Indonesia has entered a new phase in undersea warfare. PT PAL and the Indonesian Navy (TNI‑AL) conducted a live torpedo launch from the KSOT autonomous submarine in Surabaya. The firing followed KSOT’s public debut at the Armed Forces’ 80th anniversary parade on 5 October. As a result, Jakarta now signals intent to field weapon‑capable uncrewed submarines and broaden deterrence across critical straits.
Key Facts
Event: Live firing of a lightweight torpedo from surfaced KSOT at TNI‑AL 2nd Fleet Command, Surabaya.
Platform: KSOT prototype — approx. 15 m length, 2.2 m beam, ~37.3 t displacement; cruise 5 kt / max 8 kt; ~90 nm/18 h endurance; test depth ~50 m (prototype).
Roadmap: Target variant aims at up to six months (6,000 nm) endurance and 350 m diving depth.
Regional context: Australia’s Ghost Shark XLAUV rolls off the line in Sydney as the Royal Australian Navy scales uncrewed undersea capability.

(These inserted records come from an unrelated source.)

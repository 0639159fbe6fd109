mod import_resolver;

pub use import_resolver::{resolve, UnresolvedImport};

use std::collections::BTreeMap;

/// A virtual file collection keyed by logical path, exactly as the paths
/// appear in import statements and in the compiler input.
#[derive(Clone, Debug, Default, PartialEq, Eq)]
pub struct SourceSet {
    units: BTreeMap<String, String>,
}

impl SourceSet {
    pub fn insert(&mut self, path: impl Into<String>, content: impl Into<String>) {
        self.units.insert(path.into(), content.into());
    }

    pub fn contains(&self, path: &str) -> bool {
        self.units.contains_key(path)
    }

    pub fn get(&self, path: &str) -> Option<&str> {
        self.units.get(path).map(String::as_str)
    }

    pub fn iter(&self) -> impl Iterator<Item = (&str, &str)> {
        self.units.iter().map(|(p, c)| (p.as_str(), c.as_str()))
    }

    pub fn paths(&self) -> impl Iterator<Item = &str> {
        self.units.keys().map(String::as_str)
    }

    pub fn len(&self) -> usize {
        self.units.len()
    }

    pub fn is_empty(&self) -> bool {
        self.units.is_empty()
    }

    pub fn into_inner(self) -> BTreeMap<String, String> {
        self.units
    }
}

impl FromIterator<(String, String)> for SourceSet {
    fn from_iter<T: IntoIterator<Item = (String, String)>>(iter: T) -> Self {
        Self {
            units: iter.into_iter().collect(),
        }
    }
}
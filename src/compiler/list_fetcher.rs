use super::{
    fetcher::{write_executable, FetchError, Fetcher},
    version::DetailedVersion,
};
use anyhow::Context;
use async_trait::async_trait;
use cron::Schedule;
use primitive_types::H256;
use std::{collections::HashMap, path::PathBuf, sync::Arc};
use tracing::instrument;
use url::Url;

#[derive(Clone, Debug, PartialEq, Eq)]
struct FileInfo {
    url: Url,
    sha256: H256,
}

type VersionsMap = HashMap<DetailedVersion, FileInfo>;

/// Fetches compiler binaries listed in a `list.json` release index
/// (the format used by binaries.soliditylang.org and its mirrors).
///
/// The index is read once at construction and optionally re-read on a cron
/// schedule, so newly published releases become available without a restart.
pub struct ListFetcher {
    versions: Arc<parking_lot::RwLock<VersionsMap>>,
    folder: PathBuf,
}

impl ListFetcher {
    pub async fn new(
        list_url: Url,
        folder: PathBuf,
        refresh_schedule: Option<Schedule>,
    ) -> anyhow::Result<Self> {
        let versions = fetch_versions(&list_url)
            .await
            .context("fetching initial compiler release index")?;
        tracing::info!("release index contains {} versions", versions.len());
        let versions = Arc::new(parking_lot::RwLock::new(versions));
        if let Some(schedule) = refresh_schedule {
            spawn_refresh_job(list_url, Arc::clone(&versions), schedule);
        }
        Ok(Self { versions, folder })
    }
}

#[async_trait]
impl Fetcher for ListFetcher {
    type Version = DetailedVersion;

    #[instrument(skip(self), level = "debug")]
    async fn fetch(&self, ver: &Self::Version) -> Result<PathBuf, FetchError> {
        let file_info = {
            let versions = self.versions.read();
            versions
                .get(ver)
                .cloned()
                .ok_or_else(|| FetchError::NotFound(ver.to_string()))?
        };

        let response = reqwest::get(file_info.url)
            .await
            .map_err(anyhow::Error::msg)
            .map_err(FetchError::Fetch)?;
        let data = response
            .bytes()
            .await
            .map_err(anyhow::Error::msg)
            .map_err(FetchError::Fetch)?;

        write_executable(data, file_info.sha256, &self.folder, ver).await
    }

    fn all_versions(&self) -> Vec<Self::Version> {
        let versions = self.versions.read();
        versions.keys().cloned().collect()
    }
}

async fn fetch_versions(list_url: &Url) -> anyhow::Result<VersionsMap> {
    let list: json::List = reqwest::get(list_url.as_str())
        .await
        .context("requesting list json")?
        .json()
        .await
        .context("parsing list json")?;

    let mut versions = HashMap::with_capacity(list.builds.len());
    for build in list.builds {
        let url = match build.path {
            json::DownloadPath::Url(url) => url,
            // list_url ends with `.../list.json`; join() replaces the last
            // segment with the filename
            json::DownloadPath::Filename(filename) => list_url
                .join(&filename)
                .context("parsing build 'path' field")?,
        };
        versions.insert(
            build.long_version,
            FileInfo {
                url,
                sha256: build.sha256,
            },
        );
    }
    Ok(versions)
}

fn spawn_refresh_job(
    list_url: Url,
    versions: Arc<parking_lot::RwLock<VersionsMap>>,
    schedule: Schedule,
) {
    tracing::info!("spawning release index refresh job with schedule {schedule}");
    tokio::spawn(async move {
        loop {
            let sleep_for = match schedule.upcoming(chrono::Utc).next() {
                Some(next) => (next - chrono::Utc::now()).to_std().unwrap_or_default(),
                None => break,
            };
            tokio::time::sleep(sleep_for).await;
            match fetch_versions(&list_url).await {
                Ok(fetched) => {
                    let mut versions = versions.write();
                    if fetched.len() != versions.len() {
                        tracing::info!(
                            "release index refreshed: {} versions (was {})",
                            fetched.len(),
                            versions.len()
                        );
                    }
                    *versions = fetched;
                }
                Err(err) => {
                    tracing::warn!("couldn't refresh release index: {err:#}");
                }
            }
        }
    });
}

mod json {
    use super::{DetailedVersion, H256};
    use serde::Deserialize;
    use serde_with::{serde_as, DisplayFromStr};
    use url::Url;

    #[derive(Debug, Deserialize, PartialEq, Eq)]
    pub(super) struct List {
        pub builds: Vec<FileInfo>,
    }

    #[serde_as]
    #[derive(Debug, Deserialize, PartialEq, Eq)]
    #[serde(rename_all = "camelCase")]
    pub(super) struct FileInfo {
        pub path: DownloadPath,
        #[serde_as(as = "DisplayFromStr")]
        pub long_version: DetailedVersion,
        #[serde_as(as = "DisplayFromStr")]
        pub sha256: H256,
    }

    #[derive(Debug, Deserialize, PartialEq, Eq)]
    #[serde(untagged)]
    pub(super) enum DownloadPath {
        Url(Url),
        Filename(String),
    }
}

Why the KSOT Autonomous Submarine Matters
For Southeast Asia, a live torpedo release from an uncrewed submarine marks a threshold. It shows a shift from experimental UUVs to weapon‑capable autonomous submarines. Three points stand out. First, the firing validates weapon handling, basic fire‑control logic, and hull behaviour at launch. Second, it forces work on rules of engagement and command‑and‑control (C2) with autonomy in the loop. Third, it pushes regional navies to fund counter‑UUV sensing, hard‑kill and soft‑kill tools, and seabed asset protection.
Indonesia’s needs are unique. The country must defend thousands of islands and several trade straits. Consequently, a network of small, affordable and persistent autonomous submarines could complicate an adversary’s plans. It could also free manned boats to focus on high‑end tasks. In that sense, the KSOT autonomous submarine is a doctrinal trial in scalable undersea mass, not a one‑off prototype.
What We Know About KSOT So Far
PT PAL lists the prototype at 15 m length, 2.2 m beam and about 37.3 t displacement. The boat cruises at 5 kt and can reach 8 kt. Endurance is roughly 90 nm over 18 hours. During the Surabaya event, crews loaded a single lightweight torpedo while the vehicle was on the surface. They then launched it from the same condition. Public imagery shows a compact external tube and a conservative firing profile. This is consistent with a first live test.
Looking ahead, PT PAL targets endurance of up to six months, or roughly 6,000 nm, and a maximum depth near 350 m for a later variant. Reaching those goals will require gains in energy storage and power management. It will also need reliable navigation in denied waters. Additionally, the design must support robust long‑range communications for intermittent or covert data bursts.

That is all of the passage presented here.